Schefter attributed the delay to the lengthy hearing, which resulted in extra time being needed to transcribe the hearing. Which is, quite frankly, a load of crap.
I’m not saying Schefter is full of crap. I’m saying whoever told him that is.
Transcripts can be prepared very quickly, almost instantaneously. In this case, the testimony began on Friday, August 1, with the hearing running from 9:30 a.m. ET until 7:00 p.m. ET. The process of preparing the written transcript could have — and should have — begun immediately. The second day of testimony, which lasted roughly three hours on Monday, August 4, likewise could have been turned around quickly on Monday night.
Modern stenograph machines can digitally translate the configurations of letters into words, permitting a tentative transcript to be instantly generated. A draft could have been given to hearing officer Harold Henderson while the court reporter proofread the transcript and/or compared the written product to the audio tapes of the testimony. Key portions of the testimony (and five percent at most of any testimony is crucial to the outcome of a case) could have been clarified specifically for Henderson, if he had questions about whether a “yes” was really a “no” or some other important word was something other than what the transcript suggests.
Regardless, it’s goofy to think that Henderson couldn’t have had a complete, tentative transcript by Tuesday, August 5, the day after the hearing concluded. Especially in a case where Gordon faces not a 16-game suspension but a full year. Three hundred and sixty-five days. The sooner it starts, the sooner it ends, the sooner the Browns get Gordon back.
And while Henderson surely will be issuing a lengthy, written opinion, he can issue the decision at any time, with the understanding that the written opinion will follow. Surely, Henderson knew at or about the time the hearing ended on August 4 what he planned to do.

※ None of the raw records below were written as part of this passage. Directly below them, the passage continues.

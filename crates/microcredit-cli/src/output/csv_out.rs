use serde_json::Value;
use std::io;

use super::find_schedule_rows;

/// Write output as CSV to stdout. When the command produced a schedule the
/// CSV is the amortization rows; otherwise a two-column field/value dump.
pub fn print_csv(value: &Value) {
    let stdout = io::stdout();
    let mut wtr = csv::Writer::from_writer(stdout.lock());

    if let Some(rows) = find_schedule_rows(value) {
        write_array_csv(&mut wtr, rows);
        let _ = wtr.flush();
        return;
    }

    match value {
        Value::Object(map) => {
            let result = match map.get("result") {
                Some(Value::Object(result)) => result,
                _ => map,
            };
            let _ = wtr.write_record(["field", "value"]);
            for (key, val) in result {
                let _ = wtr.write_record([key.as_str(), &format_csv_value(val)]);
            }
        }
        Value::Array(arr) => {
            write_array_csv(&mut wtr, arr);
        }
        _ => {
            let _ = wtr.write_record([&format_csv_value(value)]);
        }
    }

    let _ = wtr.flush();
}

fn write_array_csv(wtr: &mut csv::Writer<io::StdoutLock<'_>>, arr: &[Value]) {
    if arr.is_empty() {
        return;
    }

    if let Some(Value::Object(first)) = arr.first() {
        let headers: Vec<&str> = first.keys().map(|k| k.as_str()).collect();
        let _ = wtr.write_record(&headers);

        for item in arr {
            if let Value::Object(map) = item {
                let row: Vec<String> = headers
                    .iter()
                    .map(|h| {
                        map.get(*h)
                            .map(format_csv_value)
                            .unwrap_or_default()
                    })
                    .collect();
                let _ = wtr.write_record(&row);
            }
        }
    } else {
        for item in arr {
            let _ = wtr.write_record([&format_csv_value(item)]);
        }
    }
}

fn format_csv_value(value: &Value) -> String {
    match value {
        Value::String(s) => s.clone(),
        Value::Number(n) => n.to_string(),
        Value::Bool(b) => b.to_string(),
        Value::Null => String::new(),
        _ => serde_json::to_string(value).unwrap_or_default(),
    }
}
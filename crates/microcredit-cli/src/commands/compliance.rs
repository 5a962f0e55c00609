use clap::Args;
use rust_decimal::Decimal;
use serde_json::{json, Value};

use microcredit_core::compliance::{check_compliance, RateCaps};
use microcredit_core::rates;
use microcredit_core::tiers::ProductTier;
use microcredit_core::PaymentFrequency;

use crate::commands::{FrequencyArg, TierArg};

/// Arguments for usury-cap classification
#[derive(Args)]
pub struct ComplianceArgs {
    /// Annual effective rate to classify (converted to the periodic basis)
    #[arg(long, conflicts_with = "periodic_rate")]
    pub annual_rate: Option<Decimal>,

    /// Periodic rate to classify, already normalized
    #[arg(long)]
    pub periodic_rate: Option<Decimal>,

    /// Product tier supplying the caps
    #[arg(long, value_enum, conflicts_with_all = ["reference", "ceiling"])]
    pub tier: Option<TierArg>,

    /// Custom annual reference rate
    #[arg(long, requires = "ceiling")]
    pub reference: Option<Decimal>,

    /// Custom annual ceiling rate
    #[arg(long, requires = "reference")]
    pub ceiling: Option<Decimal>,

    /// Payment cadence
    #[arg(long, value_enum, default_value = "monthly")]
    pub frequency: FrequencyArg,
}

pub fn run_compliance(args: ComplianceArgs) -> Result<Value, Box<dyn std::error::Error>> {
    let frequency: PaymentFrequency = args.frequency.into();

    let periodic_rate = match (args.annual_rate, args.periodic_rate) {
        (Some(annual), None) => rates::annual_effective_to_periodic(annual, frequency)?,
        (None, Some(periodic)) => periodic,
        _ => return Err("provide exactly one of --annual-rate or --periodic-rate".into()),
    };

    let caps = match (args.tier, args.reference, args.ceiling) {
        (Some(tier), None, None) => ProductTier::get(tier.into()).caps,
        (None, Some(reference), Some(ceiling)) => RateCaps::new(reference, ceiling)?,
        _ => return Err("provide --tier, or both --reference and --ceiling".into()),
    };

    let status = check_compliance(periodic_rate, &caps, frequency)?;

    Ok(json!({
        "periodic_rate": periodic_rate.to_string(),
        "reference_annual": caps.reference_annual.to_string(),
        "ceiling_annual": caps.ceiling_annual.to_string(),
        "status": format!("{status:?}"),
        "blocking": status.is_blocking(),
    }))
}

pub fn run_tiers() -> Result<Value, Box<dyn std::error::Error>> {
    Ok(serde_json::to_value(ProductTier::all())?)
}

It’s already shameful, as explained on Thursday’s PFT Live, that the NFL doesn’t generally expedite the appeals process. Players and their teams need to know the ultimate status of a potentially suspended player, especially when that suspension would, if upheld, last for a full year.
Instead, Gordon learned of his proposed suspension in early May at the latest, and yet his hearing didn’t begin until August 1. It’s now August 14, and a decision could still be a week away.
Which means that, if the suspension is upheld, Gordon will be gone until late August 2015, making it even harder for him to get ready for Week One.
Whether suspended or not, the NFL needs to speed things up dramatically. The NFLPA needs to insist on it, with firm deadlines for conducting appeal hearings and, under the substance-abuse policy, something other than the vague and open-ended requirement of a decision with a “reasonable time.”